Otaku freak out over GoodSmile Snow Bunnies AD
GoodSmile Snow Bunnies… On November 22, GoodSmile, which sells anime figures, ran an ad on their profile promoting their anime girl figures in bunny clothes.
Do you know the classic bunny outfit famous in the anime world? There is a series of figures of various bunny anime girls, I’ve posted a lot about them here.
But anyway, winter is coming, so they made the advertisement taking advantage of the period with the bunnies and called them “Snow Bunnies”.
Check out GoodSmile Snow Bunnies:
We have Revy (Black Lagoon), Christina (Steins;Gate), Chizuru (Kanojo Okarishimasu), Zero Two (Darling in the Franxx) e Taiga (Toradora).

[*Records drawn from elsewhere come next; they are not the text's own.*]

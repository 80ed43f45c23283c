//! Search query construction.
//!
//! Turns the configured vocabulary into a handful of short boolean search
//! expressions: one for the sector x action combination and one per chunk of
//! the watchlist, so no single query grows past the search provider's limits.

use anyhow::{Context, Result};
use common::{FeedsConfig, QueryConfig};
use url::Url;

/// A single feed search, immutable once built.
#[derive(Debug, Clone, PartialEq, Eq)]
pub struct Query {
    /// Boolean expression, e.g. `(NBFC OR Banking) AND (deal OR merger)`
    pub expression: String,
    pub recency_days: u32,
    pub locale: Locale,
}

/// Geography / language qualifier appended to every search.
#[derive(Debug, Clone, PartialEq, Eq)]
pub struct Locale {
    pub hl: String,
    pub gl: String,
    pub ceid: String,
}

impl From<&FeedsConfig> for Locale {
    fn from(cfg: &FeedsConfig) -> Self {
        Self {
            hl: cfg.hl.clone(),
            gl: cfg.gl.clone(),
            ceid: cfg.ceid.clone(),
        }
    }
}

impl Query {
    /// Search string as sent in the `q` parameter, recency qualifier included.
    pub fn search_terms(&self) -> String {
        format!("{} when:{}d", self.expression, self.recency_days)
    }

    /// Full search URL against the given endpoint, URL-encoded.
    pub fn to_url(&self, endpoint: &str) -> Result<Url> {
        Url::parse_with_params(
            endpoint,
            &[
                ("q", self.search_terms()),
                ("hl", self.locale.hl.clone()),
                ("gl", self.locale.gl.clone()),
                ("ceid", self.locale.ceid.clone()),
            ],
        )
        .with_context(|| format!("invalid feed endpoint: {}", endpoint))
    }
}

/// Builds the per-run query set from injected vocabulary.
pub struct QueryBuilder {
    config: QueryConfig,
    locale: Locale,
}

impl QueryBuilder {
    pub fn new(config: QueryConfig, locale: Locale) -> Self {
        Self { config, locale }
    }

    /// General query first, then one query per watchlist chunk.
    pub fn build(&self) -> Vec<Query> {
        let mut queries = Vec::new();

        let groups: Vec<String> = [&self.config.sector_keywords, &self.config.action_keywords]
            .into_iter()
            .filter_map(|terms| or_group(terms))
            .collect();
        if !groups.is_empty() {
            queries.push(self.query(groups.join(" AND ")));
        }

        let chunk_size = self.config.chunk_size.max(1);
        let watchlist: Vec<String> = self
            .config
            .watchlist
            .iter()
            .filter(|name| !name.trim().is_empty())
            .cloned()
            .collect();
        for chunk in watchlist.chunks(chunk_size) {
            if let Some(group) = or_group(chunk) {
                queries.push(self.query(group));
            }
        }

        queries
    }

    fn query(&self, expression: String) -> Query {
        Query {
            expression,
            recency_days: self.config.recency_days,
            locale: self.locale.clone(),
        }
    }
}

/// `(a OR "b c")`, or None when every term is blank.
fn or_group(terms: &[String]) -> Option<String> {
    let quoted: Vec<String> = terms
        .iter()
        .map(|t| t.trim())
        .filter(|t| !t.is_empty())
        .map(quote_term)
        .collect();

    if quoted.is_empty() {
        None
    } else {
        Some(format!("({})", quoted.join(" OR ")))
    }
}

fn quote_term(term: &str) -> String {
    if term.contains(char::is_whitespace) {
        format!("\"{}\"", term.replace('"', ""))
    } else {
        term.to_string()
    }
}

#[cfg(test)]
mod tests {
    use super::*;

    fn locale() -> Locale {
        Locale::from(&FeedsConfig::default())
    }

    fn config(sector: &[&str], action: &[&str], watchlist: &[&str], chunk_size: usize) -> QueryConfig {
        let owned = |v: &[&str]| v.iter().map(|s| s.to_string()).collect::<Vec<_>>();
        QueryConfig {
            sector_keywords: owned(sector),
            action_keywords: owned(action),
            watchlist: owned(watchlist),
            chunk_size,
            recency_days: 2,
        }
    }

    #[test]
    fn test_general_query_combines_groups() {
        let builder = QueryBuilder::new(config(&["NBFC", "Banking"], &["deal", "merger"], &[], 8), locale());
        let queries = builder.build();

        assert_eq!(queries.len(), 1);
        assert_eq!(queries[0].expression, "(NBFC OR Banking) AND (deal OR merger)");
        assert_eq!(queries[0].search_terms(), "(NBFC OR Banking) AND (deal OR merger) when:2d");
    }

    #[test]
    fn test_watchlist_is_chunked() {
        let names: Vec<String> = (1..=10).map(|i| format!("Co{}", i)).collect();
        let refs: Vec<&str> = names.iter().map(|s| s.as_str()).collect();
        let builder = QueryBuilder::new(config(&["NBFC"], &["deal"], &refs, 4), locale());
        let queries = builder.build();

        // 1 general + ceil(10 / 4) chunks
        assert_eq!(queries.len(), 4);
        assert_eq!(queries[1].expression, "(Co1 OR Co2 OR Co3 OR Co4)");
        assert_eq!(queries[3].expression, "(Co9 OR Co10)");
    }

    #[test]
    fn test_multi_word_terms_are_quoted() {
        let builder = QueryBuilder::new(config(&[], &[], &["Bajaj Finance", "IIFL"], 8), locale());
        let queries = builder.build();

        assert_eq!(queries.len(), 1);
        assert_eq!(queries[0].expression, "(\"Bajaj Finance\" OR IIFL)");
    }

    #[test]
    fn test_empty_groups_are_dropped() {
        let builder = QueryBuilder::new(config(&["NBFC"], &["  "], &[], 0), locale());
        let queries = builder.build();

        assert_eq!(queries.len(), 1);
        assert_eq!(queries[0].expression, "(NBFC)");

        let builder = QueryBuilder::new(config(&[], &[], &[], 8), locale());
        assert!(builder.build().is_empty());
    }

    #[test]
    fn test_url_is_encoded_with_locale() {
        let builder = QueryBuilder::new(config(&["NBFC"], &["deal"], &[], 8), locale());
        let queries = builder.build();
        let url = queries[0].to_url("https://news.google.com/rss/search").unwrap();

        let pairs: Vec<(String, String)> = url.query_pairs().into_owned().collect();
        assert_eq!(pairs[0], ("q".to_string(), "(NBFC) AND (deal) when:2d".to_string()));
        assert!(pairs.contains(&("gl".to_string(), "IN".to_string())));
        assert!(pairs.contains(&("ceid".to_string(), "IN:en".to_string())));
        assert!(!url.as_str().contains(' '));
    }
}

As I follow the GoodSmile profile and I always liked these bunny figures, I opened the publication and saw the comments and you know when a girl ends up appearing with a look that reminds me of that Shindol manga and people always start with the comments?
The same thing happened here, some comments the post above received:
“This must have been done on purpose”
“Interesting choice of name”
“It’s real!! Someone at GoodSmile knows what this is about”
“GoodSmile NO, THAT’S NOT WHAT IT MEANS”
“GoodSmile no”
“Taiga never…”
“They know?”
“They don’t know, they lack critical information”
“You could have called them anything else”
“Interesting choice of words”
“Stuff like that and figuring out what ‘queen of spades’ means while browsing /vt/ makes me want to blow American English off the ground”
But then, what the fuck does “Snow Bunnies” or “Snow Bunny” mean, basically, it’s a white girl who only associates with black men…. and apparently has a whole fetish about it.
“The responses and RTs to this are terrible, I see a normal name and apparently it’s dirty American slang that I’ve never heard in my life before. Not every name has to be dirty/perverted! This is ridiculous!”
It reminds me of that case with the Futa bicycle, by Ducati, at least at that time I knew what Futa meant. But in this case here, it’s not anime related, it’s really perverted American slang that I’ve never heard of before.
Anyway, I don’t know if GoodSmile knew about it, more likely than not.